Provident Bank even went on to acknowledge the existence of significant differentiation between non-exempt "loan offers in the mortgage production process [and mortgage underwriters]—most significantly [the distinguishing fact that underwriters'] primary duty is not making sales on Provident's behalf."

A "Not So Distinct From Production" Standard? Despite these factual findings, the Provident Bank court still applied the administrative/production dichotomy to invalidate the bank's determination of exempt status. To accomplish this goal, Provident Bank articulated a "not so distinct from production" standard, explaining that the mortgage underwriters were still not administrative exempt because their duties "are not so distinct" from loan officers' role in the "mortgage production process" so "as to be lifted from the production side [of the dichotomy] to the ranks of administrators." The Ninth Circuit then ratcheted the standard up by explaining that "the question is not whether an employee is essential to the business, but rather whether her primary duty goes to the heart of internal administration — rather than marketplace offerings" (emphasis added).

This "not so distinct from production" standard highlights the limitations of the administrative/production dichotomy and runs afoul of its intended purpose. For example, the Department of Labor's 2004 regulations, and case law, have made clear that this "dichotomy has always been illustrative – but not dispositive – of exempt status." The dichotomy "is only determinative if the work 'falls squarely' on the production side of the line."

Certainly, work that "is not so distinct" from the production side of the line is a far cry from work that "falls squarely" on the production side of the line. But a finding that work is not so distinct from production, though virtually meaningless, is all that Provident Bank seems to require.

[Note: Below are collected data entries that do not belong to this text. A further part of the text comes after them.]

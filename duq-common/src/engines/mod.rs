//! Question generators
//!
//! Each engine owns its random number generator and nothing else. Engines
//! default to an entropy-seeded [`StdRng`]; tests and the `--seed` flag of
//! the command-line front-end inject a seeded one instead.

pub mod capacity;
pub mod conversion;
pub mod file_size;

use rand::rngs::StdRng;
use rand::{Rng, SeedableRng};

pub use capacity::{CapacityEngine, CapacityQuestion, CapacityScenario, StorageSize};
pub use conversion::{ConversionEngine, ConversionQuestion, Difficulty};
pub use file_size::{FileSizeEngine, FileSizeKind, FileSizeQuestion, FileSizeScenario};

/// Upper bound on rejection-sampling rounds before falling back to an
/// enumerated pick
pub const MAX_SAMPLE_ATTEMPTS: usize = 1_000;

/// Fresh entropy-seeded generator
pub fn entropy_rng() -> StdRng {
    StdRng::from_entropy()
}

/// Reproducible generator
pub fn seeded_rng(seed: u64) -> StdRng {
    StdRng::seed_from_u64(seed)
}

/// Uniformly pick one element of a non-empty table
pub(crate) fn pick<R: Rng + ?Sized, T: Copy>(rng: &mut R, table: &[T]) -> T {
    table[rng.gen_range(0..table.len())]
}

/// Uniform integer in `[low, high]` that is a multiple of `step`
///
/// Both bounds must themselves be multiples of `step`.
pub(crate) fn multiple_of<R: Rng + ?Sized>(rng: &mut R, step: u32, low: u32, high: u32) -> u32 {
    rng.gen_range(low / step..=high / step) * step
}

The Administrative-Production Dichotomy Has Been Stretched Beyond Its Utility, Resulting In A Circuit Split And Confusion

Provident Bank's finding that underwriting work "is not so distinct from production" work has little to do with the test for administrative exemption or the Department of Labor's explanation of the limitations of the administrative/production dichotomy. Yet Provident Bank threatens to flip the dichotomy on its head, as it could be read to require an employer to show that that the work "falls squarely" off "the production side of the line" rather than establishing merely what the FLSA requires: that the employee performed office or non-manual work related to the management or general operations of the employer.

Sometimes, work such as underwriting does not obviously fall squarely on one side of the administrative/production dichotomy line or the other. That is why, for example, even the historically exemption-resistant California Supreme Court in Harris v. Superior Court (2011) observed "the limitations of the administrative/production worker dichotomy itself as an analytical tool" and thus reversed a decision that "improperly applied the administrative/production worker dichotomy as a dispositive test" with respect to insurance claims adjusters. Harris explained that since "the dichotomy suggests a distinction between the administration of a business on the one hand, and the 'production' end on the other, courts often strain to fit the operations of modern-day post-industrial service-oriented businesses into the analytical framework formulated in the industrial climate of the late 1940's'" when they should not force a strained application of the dichotomy, which is just an illustrative tool. Indeed, the Seventh Circuit of Appeals similarly reasoned in Roe-Midgett v. CC Services, Inc., (7th Cir. 2008) that the "typical example" of the dichotomy is a factory setting, an analogy that is "not terribly useful" in the service context.

Two Circuits have now built the administrative/production dichotomy into something larger than it was ever intended to be. The focus on the administrative/production dichotomy has overshadowed and confused focus on the actual rules and regulations intended to be assessed in considering the administrative exemption.

Provident Bank creates more questions than answers for employers seeking to classify their workforce, and calls out for Supreme Court review, or for Department of Labor clarification on how courts are supposed to apply the administrative-production dichotomy.